* **DESCRIPTION OF THE TASK**
Only lines below containing the string "Token" should be counted; please give that count by itself.

* **SUPPLIED ENTRIES**
+ + + + +

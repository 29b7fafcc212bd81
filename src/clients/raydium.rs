//! Raydium trade API: swap quotes and unsigned swap transactions.

use crate::clients::json_or_upstream;
use crate::config::settings::SolanaSettings;
use crate::errors::{Error, Result};
use serde_json::{Value, json};
use tracing::{info, instrument};

const SERVICE: &str = "Raydium";
const TX_VERSION: &str = "V0";

/// Parameters of one exact-input swap
#[derive(Debug, Clone)]
pub struct SwapRequest<'a> {
    /// Wallet that pays and signs
    pub wallet: &'a str,
    /// Mint spent
    pub input_mint: &'a str,
    /// Mint received
    pub output_mint: &'a str,
    /// Input amount in base units
    pub amount: u64,
    /// Token account holding the input, `None` when swapping native SOL
    pub input_account: Option<&'a str>,
    /// Token account receiving the output, `None` to let Raydium create one
    pub output_account: Option<&'a str>,
    /// Wrap native SOL into WSOL before the swap
    pub wrap_sol: bool,
    /// Unwrap WSOL output back into native SOL
    pub unwrap_sol: bool,
}

/// Client for `transaction-v1.raydium.io`
#[derive(Debug, Clone)]
pub struct RaydiumClient {
    http: reqwest::Client,
    swap_host: String,
    slippage_bps: u32,
    compute_unit_price: u64,
}

impl RaydiumClient {
    /// Reads the swap host, slippage and priority fee from `settings`.
    #[must_use]
    pub fn new(http: reqwest::Client, settings: &SolanaSettings) -> Self {
        Self {
            http,
            swap_host: settings.raydium_swap_host.trim_end_matches('/').to_string(),
            slippage_bps: settings.slippage_bps,
            compute_unit_price: settings.compute_unit_price_micro_lamports,
        }
    }

    /// Fetches a quote and returns the base64 transactions implementing it,
    /// in the order they must be sent.
    #[instrument(skip(self), fields(amount = request.amount))]
    pub async fn swap_transactions(&self, request: &SwapRequest<'_>) -> Result<Vec<String>> {
        let quote = self.quote(request).await?;

        let response = self
            .http
            .post(format!("{}/transaction/swap-base-in", self.swap_host))
            .json(&json!({
                "computeUnitPriceMicroLamports": self.compute_unit_price.to_string(),
                "swapResponse": quote,
                "txVersion": TX_VERSION,
                "wallet": request.wallet,
                "wrapSol": request.wrap_sol,
                "unwrapSol": request.unwrap_sol,
                "inputAccount": request.input_account,
                "outputAccount": request.output_account,
            }))
            .send()
            .await?;
        let body = ensure_success(json_or_upstream(SERVICE, response).await?)?;

        let transactions: Vec<String> = body
            .get("data")
            .and_then(Value::as_array)
            .map(|txs| {
                txs.iter()
                    .filter_map(|tx| tx.get("transaction").and_then(Value::as_str))
                    .map(str::to_string)
                    .collect()
            })
            .unwrap_or_default();

        if transactions.is_empty() {
            return Err(Error::MissingField {
                service: SERVICE,
                field: "data[].transaction".to_string(),
            });
        }
        info!("Raydium built {} swap transaction(s)", transactions.len());
        Ok(transactions)
    }

    async fn quote(&self, request: &SwapRequest<'_>) -> Result<Value> {
        let response = self
            .http
            .get(format!("{}/compute/swap-base-in", self.swap_host))
            .query(&[
                ("inputMint", request.input_mint.to_string()),
                ("outputMint", request.output_mint.to_string()),
                ("amount", request.amount.to_string()),
                ("slippageBps", self.slippage_bps.to_string()),
                ("txVersion", TX_VERSION.to_string()),
            ])
            .send()
            .await?;
        ensure_success(json_or_upstream(SERVICE, response).await?)
    }
}

/// Raydium answers 200 with `success: false` and a `msg` on logical failures.
fn ensure_success(body: Value) -> Result<Value> {
    if body.get("success").and_then(Value::as_bool) == Some(false) {
        let message = body
            .get("msg")
            .and_then(Value::as_str)
            .unwrap_or("request was not successful")
            .to_string();
        return Err(Error::Upstream {
            service: SERVICE,
            message,
        });
    }
    Ok(body)
}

+ + + + +

* **RESULT OF THE TASK**
2